ShipMonk
- Type: Private
- Industry: Third-party logistics
- Founded: 2014; 12 years ago
- Founder: Jan Bednář
- Headquarters: Fort Lauderdale, Florida, United States
- Key people: Kevin Sides (CEO)
- Services: Order fulfillment; Warehousing; Inventory management; Shipping;
- Number of employees: 2,000+ (2025)
- Website: www.shipmonk.com

= ShipMonk =

American e-commerce fulfillment company

ShipMonk is an American third-party logistics company headquartered in Fort Lauderdale, Florida. It stores, packs and ships goods for online retailers and provides software for managing orders and inventory. Founded by Czech entrepreneur Jan Bednář in 2014, the business developed from a service that forwarded packages from the United States to the Czech Republic.
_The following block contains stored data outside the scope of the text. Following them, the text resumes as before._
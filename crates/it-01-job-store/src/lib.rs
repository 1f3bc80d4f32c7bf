//! # Job Store (it-01)
//!
//! The single source of truth for job status. One record per object
//! identifier, keyed by `(object identifier, "metadata")`.
//!
//! ## Domain Invariants
//!
//! | Invariant | Enforcement |
//! |-----------|-------------|
//! | Created exactly once | `put_item` with `KeyNotExists` |
//! | No resurrection | every status update requires the key to exist |
//! | Terminal states are final | status updates require `processing` (or the same target) |
//!
//! ## Crate Structure (Hexagonal Architecture)
//!
//! - `domain/` - Items, conditions, error types
//! - `ports/` - `MetadataStore` driven port and its in-memory adapter
//! - `adapters/` - RocksDB adapter (feature `rocksdb`)
//! - `service.rs` - Typed `JobStore` repository used by every component
//!
//! ## Usage
//!
//! ```ignore
//! use it_01_job_store::{InMemoryMetadataStore, JobStore};
//!
//! let store = JobStore::new(Arc::new(InMemoryMetadataStore::new()));
//! store.create(&record).await?;
//! store.mark_processed(&record.object_id).await?;
//! ```

pub mod adapters;
pub mod domain;
pub mod ports;
pub mod service;

pub use domain::condition::{Condition, Item, ReadConsistency};
pub use domain::errors::{JobStoreError, StoreError};
pub use domain::item::JobItem;
pub use ports::outbound::{InMemoryMetadataStore, MetadataStore};
pub use service::JobStore;

#[cfg(feature = "rocksdb")]
pub use adapters::rocksdb::{RocksDbMetadataConfig, RocksDbMetadataStore};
The company expanded beyond the United States through acquisitions in Mexico and North America, and later opened a fulfillment center in the Czech Republic.

== History ==

=== Origins and growth ===
While studying at Florida Atlantic University, Bednář began forwarding products purchased in the United States to customers in the Czech Republic. He developed this business under the name BedaBox and subsequently began providing order fulfillment to other businesses. In January 2016, BedaBox Fulfillment was renamed ShipMonk; the original package-forwarding operation was later sold. Kevin Sides and Václav Jareš joined Bednář as co-founders of the fulfillment business.

ShipMonk initially financed its growth without outside investment. Its revenue rose from $3.9 million in 2016 to $10.6 million in 2017 and $28.4 million in 2018. In October 2018, it raised $10 million in a Series A financing round backed by SJF Ventures, Grotech Ventures and Supply Chain Ventures.

=== Investment and international expansion ===
In December 2020, Summit Partners led a $290 million investment in ShipMonk. The company said it planned to expand its warehouse network and invest in automation. Periphas Capital made a further $65 million investment in January 2021. The financing transactions included purchases of existing shares as well as capital for expansion.

In 2021, ShipMonk acquired El Mar Mexico, also known as 321 Fulfillment of Mexico. Its facility in Tecate became ShipMonk's first warehouse outside the United States. In November of that year, it acquired Ruby Has Fulfillment, a deal announced in January 2022. The acquisition added warehouses in the United States, Canada and the UK, as well as more than 700 employees.

In April 2023, ShipMonk opened a fulfillment center near the German border in Cheb, Czech Republic, to serve customers shipping goods within Europe. It also had a software development team in Prague. ShipMonk's annual revenue exceeded $350 million in 2023.

=== Leadership ===
Bednář stepped down as chief executive in 2023 and was succeeded by Josh McCarter, while remaining an executive adviser. McCarter left ShipMonk in 2024. Co-founder Kevin Sides subsequently became chief executive.

== Operations ==
ShipMonk provides outsourced logistics for online retailers, including warehousing, order processing, packing, shipping and returns. Its software connects to online stores and marketplaces so merchants can manage orders and inventory across sales channels.

The company operates fulfillment centers in the United States, Canada, Mexico, the UK and the Czech Republic. ShipMonk appeared on the Inc. 5000 list in each year from 2018 through 2025.